Work required: Would you repeat exactly the part of the listing below that runs from the line containing "use crate::column::Column;" down to the line containing "Reinterpret one column", inclusive, and nothing else?

=== Supplied entries ===

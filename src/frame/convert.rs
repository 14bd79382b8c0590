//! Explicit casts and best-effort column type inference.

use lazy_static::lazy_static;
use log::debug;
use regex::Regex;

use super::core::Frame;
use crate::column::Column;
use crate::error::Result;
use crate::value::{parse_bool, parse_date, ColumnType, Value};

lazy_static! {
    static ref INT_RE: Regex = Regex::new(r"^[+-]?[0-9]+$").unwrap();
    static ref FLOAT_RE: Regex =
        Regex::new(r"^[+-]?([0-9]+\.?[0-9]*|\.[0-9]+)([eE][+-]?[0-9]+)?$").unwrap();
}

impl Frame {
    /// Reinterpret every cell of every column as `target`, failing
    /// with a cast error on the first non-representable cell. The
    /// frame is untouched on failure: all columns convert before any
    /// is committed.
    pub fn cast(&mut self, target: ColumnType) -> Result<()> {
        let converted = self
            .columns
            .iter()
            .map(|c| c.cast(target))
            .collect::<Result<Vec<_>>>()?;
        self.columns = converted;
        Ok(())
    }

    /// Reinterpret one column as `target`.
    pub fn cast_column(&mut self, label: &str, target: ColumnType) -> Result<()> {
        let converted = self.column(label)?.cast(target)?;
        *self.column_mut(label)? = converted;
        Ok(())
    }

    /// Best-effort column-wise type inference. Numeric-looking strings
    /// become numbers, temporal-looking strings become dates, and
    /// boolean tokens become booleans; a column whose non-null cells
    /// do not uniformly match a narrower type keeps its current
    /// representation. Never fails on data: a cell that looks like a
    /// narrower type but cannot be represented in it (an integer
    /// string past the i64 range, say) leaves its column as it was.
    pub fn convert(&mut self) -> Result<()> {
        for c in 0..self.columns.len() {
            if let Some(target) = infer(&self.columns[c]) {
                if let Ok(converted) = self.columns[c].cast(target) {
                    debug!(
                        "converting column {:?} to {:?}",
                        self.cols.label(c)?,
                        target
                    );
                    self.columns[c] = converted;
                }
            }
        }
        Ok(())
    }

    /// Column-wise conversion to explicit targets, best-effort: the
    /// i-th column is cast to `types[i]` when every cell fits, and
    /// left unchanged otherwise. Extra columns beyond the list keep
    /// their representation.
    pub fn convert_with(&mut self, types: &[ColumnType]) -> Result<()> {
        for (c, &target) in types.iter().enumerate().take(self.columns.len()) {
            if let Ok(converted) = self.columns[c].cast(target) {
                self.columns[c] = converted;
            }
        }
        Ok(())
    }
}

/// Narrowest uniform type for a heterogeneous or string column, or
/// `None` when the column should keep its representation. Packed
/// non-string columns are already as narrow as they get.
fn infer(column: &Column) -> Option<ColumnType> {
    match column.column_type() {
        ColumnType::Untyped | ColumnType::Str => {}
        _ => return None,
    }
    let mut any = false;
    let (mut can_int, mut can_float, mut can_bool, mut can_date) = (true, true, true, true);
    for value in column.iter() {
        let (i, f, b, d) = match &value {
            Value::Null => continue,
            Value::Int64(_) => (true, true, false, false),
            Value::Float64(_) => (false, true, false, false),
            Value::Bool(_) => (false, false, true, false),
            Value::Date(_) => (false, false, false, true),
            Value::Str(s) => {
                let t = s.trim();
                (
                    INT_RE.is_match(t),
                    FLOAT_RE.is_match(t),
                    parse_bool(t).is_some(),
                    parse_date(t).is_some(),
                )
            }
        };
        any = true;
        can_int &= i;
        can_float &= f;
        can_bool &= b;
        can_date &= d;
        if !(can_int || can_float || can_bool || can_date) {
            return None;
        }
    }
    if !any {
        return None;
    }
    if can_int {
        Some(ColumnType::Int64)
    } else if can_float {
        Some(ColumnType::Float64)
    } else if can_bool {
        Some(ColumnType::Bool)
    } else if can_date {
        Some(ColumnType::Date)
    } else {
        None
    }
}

===

Output:
use crate::column::Column;
use crate::error::Result;
use crate::value::{parse_bool, parse_date, ColumnType, Value};

lazy_static! {
    static ref INT_RE: Regex = Regex::new(r"^[+-]?[0-9]+$").unwrap();
    static ref FLOAT_RE: Regex =
        Regex::new(r"^[+-]?([0-9]+\.?[0-9]*|\.[0-9]+)([eE][+-]?[0-9]+)?$").unwrap();
}

impl Frame {
    /// Reinterpret every cell of every column as `target`, failing
    /// with a cast error on the first non-representable cell. The
    /// frame is untouched on failure: all columns convert before any
    /// is committed.
    pub fn cast(&mut self, target: ColumnType) -> Result<()> {
        let converted = self
            .columns
            .iter()
            .map(|c| c.cast(target))
            .collect::<Result<Vec<_>>>()?;
        self.columns = converted;
        Ok(())
    }

    /// Reinterpret one column as `target`.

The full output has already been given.